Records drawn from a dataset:
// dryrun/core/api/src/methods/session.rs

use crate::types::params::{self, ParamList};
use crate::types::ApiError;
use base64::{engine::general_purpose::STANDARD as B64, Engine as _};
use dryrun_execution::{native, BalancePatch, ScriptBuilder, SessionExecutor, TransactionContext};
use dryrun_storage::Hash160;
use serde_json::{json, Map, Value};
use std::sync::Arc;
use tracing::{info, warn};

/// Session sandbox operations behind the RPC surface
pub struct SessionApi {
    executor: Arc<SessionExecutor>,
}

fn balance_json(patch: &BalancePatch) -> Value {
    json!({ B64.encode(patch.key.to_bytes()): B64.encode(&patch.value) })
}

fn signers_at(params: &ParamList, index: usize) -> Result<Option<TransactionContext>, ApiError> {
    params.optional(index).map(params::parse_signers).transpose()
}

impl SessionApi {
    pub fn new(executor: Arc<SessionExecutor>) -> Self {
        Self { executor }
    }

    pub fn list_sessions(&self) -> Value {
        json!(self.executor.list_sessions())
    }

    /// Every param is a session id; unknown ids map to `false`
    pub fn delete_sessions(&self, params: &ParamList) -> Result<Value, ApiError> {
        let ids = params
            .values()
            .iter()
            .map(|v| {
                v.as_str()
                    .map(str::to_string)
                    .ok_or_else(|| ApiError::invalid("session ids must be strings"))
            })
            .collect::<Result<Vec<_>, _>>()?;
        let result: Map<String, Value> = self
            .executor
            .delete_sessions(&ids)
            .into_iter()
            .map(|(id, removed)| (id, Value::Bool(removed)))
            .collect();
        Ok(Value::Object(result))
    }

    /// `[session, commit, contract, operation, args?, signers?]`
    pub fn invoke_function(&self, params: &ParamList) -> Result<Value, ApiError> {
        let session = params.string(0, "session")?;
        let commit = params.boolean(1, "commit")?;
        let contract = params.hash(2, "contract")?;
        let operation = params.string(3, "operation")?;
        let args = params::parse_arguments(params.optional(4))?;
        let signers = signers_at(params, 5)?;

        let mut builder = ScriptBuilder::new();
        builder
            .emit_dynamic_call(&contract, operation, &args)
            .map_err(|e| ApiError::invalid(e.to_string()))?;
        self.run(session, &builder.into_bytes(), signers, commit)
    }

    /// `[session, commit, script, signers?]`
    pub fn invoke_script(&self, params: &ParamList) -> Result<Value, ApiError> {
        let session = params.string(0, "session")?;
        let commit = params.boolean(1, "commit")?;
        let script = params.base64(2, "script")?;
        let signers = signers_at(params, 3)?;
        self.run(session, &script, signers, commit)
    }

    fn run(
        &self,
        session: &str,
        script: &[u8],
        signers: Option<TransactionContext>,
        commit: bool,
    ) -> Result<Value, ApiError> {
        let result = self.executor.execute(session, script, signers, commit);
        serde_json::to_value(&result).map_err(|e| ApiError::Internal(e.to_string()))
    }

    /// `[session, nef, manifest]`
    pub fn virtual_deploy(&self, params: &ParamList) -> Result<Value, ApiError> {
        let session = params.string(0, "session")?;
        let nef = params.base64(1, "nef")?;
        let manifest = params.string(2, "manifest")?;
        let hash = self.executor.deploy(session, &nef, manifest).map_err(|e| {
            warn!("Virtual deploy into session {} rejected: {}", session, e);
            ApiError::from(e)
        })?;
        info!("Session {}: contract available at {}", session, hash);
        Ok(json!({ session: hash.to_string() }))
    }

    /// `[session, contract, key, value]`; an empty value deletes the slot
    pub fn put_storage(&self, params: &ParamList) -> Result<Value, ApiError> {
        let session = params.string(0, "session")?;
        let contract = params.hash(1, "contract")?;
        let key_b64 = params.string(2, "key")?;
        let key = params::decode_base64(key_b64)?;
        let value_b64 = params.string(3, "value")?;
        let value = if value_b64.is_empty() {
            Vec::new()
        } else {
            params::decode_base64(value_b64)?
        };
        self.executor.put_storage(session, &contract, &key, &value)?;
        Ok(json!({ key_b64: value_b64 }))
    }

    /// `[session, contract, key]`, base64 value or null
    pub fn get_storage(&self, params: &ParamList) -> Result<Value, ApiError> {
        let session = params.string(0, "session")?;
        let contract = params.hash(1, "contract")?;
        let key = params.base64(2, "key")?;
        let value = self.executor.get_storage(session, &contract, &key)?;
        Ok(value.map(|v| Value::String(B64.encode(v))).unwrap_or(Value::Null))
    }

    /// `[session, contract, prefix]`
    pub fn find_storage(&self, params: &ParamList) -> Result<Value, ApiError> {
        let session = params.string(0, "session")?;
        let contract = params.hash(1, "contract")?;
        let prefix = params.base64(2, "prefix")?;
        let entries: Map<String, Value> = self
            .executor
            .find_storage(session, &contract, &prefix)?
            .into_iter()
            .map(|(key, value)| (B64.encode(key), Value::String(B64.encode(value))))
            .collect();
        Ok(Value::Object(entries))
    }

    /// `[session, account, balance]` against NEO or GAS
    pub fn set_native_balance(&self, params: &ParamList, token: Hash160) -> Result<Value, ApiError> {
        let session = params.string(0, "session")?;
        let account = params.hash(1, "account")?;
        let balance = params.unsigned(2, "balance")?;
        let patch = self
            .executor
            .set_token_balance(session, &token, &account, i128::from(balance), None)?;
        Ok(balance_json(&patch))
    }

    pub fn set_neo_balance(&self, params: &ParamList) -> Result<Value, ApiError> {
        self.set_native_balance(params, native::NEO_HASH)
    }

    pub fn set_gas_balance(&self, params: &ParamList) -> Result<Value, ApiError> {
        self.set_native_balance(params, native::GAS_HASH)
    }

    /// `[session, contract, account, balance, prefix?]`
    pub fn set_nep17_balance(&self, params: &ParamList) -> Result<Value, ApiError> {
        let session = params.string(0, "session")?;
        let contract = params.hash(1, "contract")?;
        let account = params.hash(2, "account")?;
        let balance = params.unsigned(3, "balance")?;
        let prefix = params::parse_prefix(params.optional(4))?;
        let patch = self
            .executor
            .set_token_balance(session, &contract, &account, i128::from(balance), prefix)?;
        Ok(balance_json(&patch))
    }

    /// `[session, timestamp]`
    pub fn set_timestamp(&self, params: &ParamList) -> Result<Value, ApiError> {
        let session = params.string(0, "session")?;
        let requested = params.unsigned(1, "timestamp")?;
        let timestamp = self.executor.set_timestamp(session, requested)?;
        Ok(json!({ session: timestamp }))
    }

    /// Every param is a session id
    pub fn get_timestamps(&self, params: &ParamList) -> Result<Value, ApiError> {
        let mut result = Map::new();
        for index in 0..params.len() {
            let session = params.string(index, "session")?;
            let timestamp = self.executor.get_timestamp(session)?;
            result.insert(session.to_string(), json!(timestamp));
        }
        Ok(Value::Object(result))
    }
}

> [Work task] The answer must reproduce all of the entries exactly.

> [Written response]
// dryrun/core/api/src/methods/session.rs

use crate::types::params::{self, ParamList};
use crate::types::ApiError;
use base64::{engine::general_purpose::STANDARD as B64, Engine as _};
use dryrun_execution::{native, BalancePatch, ScriptBuilder, SessionExecutor, TransactionContext};
use dryrun_storage::Hash160;
use serde_json::{json, Map, Value};
use std::sync::Arc;
use tracing::{info, warn};

/// Session sandbox operations behind the RPC surface
pub struct SessionApi {
    executor: Arc<SessionExecutor>,
}

fn balance_json(patch: &BalancePatch) -> Value {
    json!({ B64.encode(patch.key.to_bytes()): B64.encode(&patch.value) })
}

fn signers_at(params: &ParamList, index: usize) -> Result<Option<TransactionContext>, ApiError> {
    params.optional(index).map(params::parse_signers).transpose()
}

impl SessionApi {
    pub fn new(executor: Arc<SessionExecutor>) -> Self {
        Self { executor }
    }

    pub fn list_sessions(&self) -> Value {
        json!(self.executor.list_sessions())
    }

    /// Every param is a session id; unknown ids map to `false`
    pub fn delete_sessions(&self, params: &ParamList) -> Result<Value, ApiError> {
        let ids = params
            .values()
            .iter()
            .map(|v| {
                v.as_str()
                    .map(str::to_string)
                    .ok_or_else(|| ApiError::invalid("session ids must be strings"))
            })
            .collect::<Result<Vec<_>, _>>()?;
        let result: Map<String, Value> = self
            .executor
            .delete_sessions(&ids)
            .into_iter()
            .map(|(id, removed)| (id, Value::Bool(removed)))
            .collect();
        Ok(Value::Object(result))
    }

    /// `[session, commit, contract, operation, args?, signers?]`
    pub fn invoke_function(&self, params: &ParamList) -> Result<Value, ApiError> {
        let session = params.string(0, "session")?;
        let commit = params.boolean(1, "commit")?;
        let contract = params.hash(2, "contract")?;
        let operation = params.string(3, "operation")?;
        let args = params::parse_arguments(params.optional(4))?;
        let signers = signers_at(params, 5)?;

        let mut builder = ScriptBuilder::new();
        builder
            .emit_dynamic_call(&contract, operation, &args)
            .map_err(|e| ApiError::invalid(e.to_string()))?;
        self.run(session, &builder.into_bytes(), signers, commit)
    }

    /// `[session, commit, script, signers?]`
    pub fn invoke_script(&self, params: &ParamList) -> Result<Value, ApiError> {
        let session = params.string(0, "session")?;
        let commit = params.boolean(1, "commit")?;
        let script = params.base64(2, "script")?;
        let signers = signers_at(params, 3)?;
        self.run(session, &script, signers, commit)
    }

    fn run(
        &self,
        session: &str,
        script: &[u8],
        signers: Option<TransactionContext>,
        commit: bool,
    ) -> Result<Value, ApiError> {
        let result = self.executor.execute(session, script, signers, commit);
        serde_json::to_value(&result).map_err(|e| ApiError::Internal(e.to_string()))
    }

    /// `[session, nef, manifest]`
    pub fn virtual_deploy(&self, params: &ParamList) -> Result<Value, ApiError> {
        let session = params.string(0, "session")?;
        let nef = params.base64(1, "nef")?;
        let manifest = params.string(2, "manifest")?;
        let hash = self.executor.deploy(session, &nef, manifest).map_err(|e| {
            warn!("Virtual deploy into session {} rejected: {}", session, e);
            ApiError::from(e)
        })?;
        info!("Session {}: contract available at {}", session, hash);
        Ok(json!({ session: hash.to_string() }))
    }

    /// `[session, contract, key, value]`; an empty value deletes the slot
    pub fn put_storage(&self, params: &ParamList) -> Result<Value, ApiError> {
        let session = params.string(0, "session")?;
        let contract = params.hash(1, "contract")?;
        let key_b64 = params.string(2, "key")?;
        let key = params::decode_base64(key_b64)?;
        let value_b64 = params.string(3, "value")?;
        let value = if value_b64.is_empty() {
            Vec::new()
        } else {
            params::decode_base64(value_b64)?
        };
        self.executor.put_storage(session, &contract, &key, &value)?;
        Ok(json!({ key_b64: value_b64 }))
    }

    /// `[session, contract, key]`, base64 value or null
    pub fn get_storage(&self, params: &ParamList) -> Result<Value, ApiError> {
        let session = params.string(0, "session")?;
        let contract = params.hash(1, "contract")?;
        let key = params.base64(2, "key")?;
        let value = self.executor.get_storage(session, &contract, &key)?;
        Ok(value.map(|v| Value::String(B64.encode(v))).unwrap_or(Value::Null))
    }

    /// `[session, contract, prefix]`
    pub fn find_storage(&self, params: &ParamList) -> Result<Value, ApiError> {
        let session = params.string(0, "session")?;
        let contract = params.hash(1, "contract")?;
        let prefix = params.base64(2, "prefix")?;
        let entries: Map<String, Value> = self
            .executor
            .find_storage(session, &contract, &prefix)?
            .into_iter()
            .map(|(key, value)| (B64.encode(key), Value::String(B64.encode(value))))
            .collect();
        Ok(Value::Object(entries))
    }

    /// `[session, account, balance]` against NEO or GAS
    pub fn set_native_balance(&self, params: &ParamList, token: Hash160) -> Result<Value, ApiError> {
        let session = params.string(0, "session")?;
        let account = params.hash(1, "account")?;
        let balance = params.unsigned(2, "balance")?;
        let patch = self
            .executor
            .set_token_balance(session, &token, &account, i128::from(balance), None)?;
        Ok(balance_json(&patch))
    }

    pub fn set_neo_balance(&self, params: &ParamList) -> Result<Value, ApiError> {
        self.set_native_balance(params, native::NEO_HASH)
    }

    pub fn set_gas_balance(&self, params: &ParamList) -> Result<Value, ApiError> {
        self.set_native_balance(params, native::GAS_HASH)
    }

    /// `[session, contract, account, balance, prefix?]`
    pub fn set_nep17_balance(&self, params: &ParamList) -> Result<Value, ApiError> {
        let session = params.string(0, "session")?;
        let contract = params.hash(1, "contract")?;
        let account = params.hash(2, "account")?;
        let balance = params.unsigned(3, "balance")?;
        let prefix = params::parse_prefix(params.optional(4))?;
        let patch = self
            .executor
            .set_token_balance(session, &contract, &account, i128::from(balance), prefix)?;
        Ok(balance_json(&patch))
    }

    /// `[session, timestamp]`
    pub fn set_timestamp(&self, params: &ParamList) -> Result<Value, ApiError> {
        let session = params.string(0, "session")?;
        let requested = params.unsigned(1, "timestamp")?;
        let timestamp = self.executor.set_timestamp(session, requested)?;
        Ok(json!({ session: timestamp }))
    }

    /// Every param is a session id
    pub fn get_timestamps(&self, params: &ParamList) -> Result<Value, ApiError> {
        let mut result = Map::new();
        for index in 0..params.len() {
            let session = params.string(index, "session")?;
            let timestamp = self.executor.get_timestamp(session)?;
            result.insert(session.to_string(), json!(timestamp));
        }
        Ok(Value::Object(result))
    }
}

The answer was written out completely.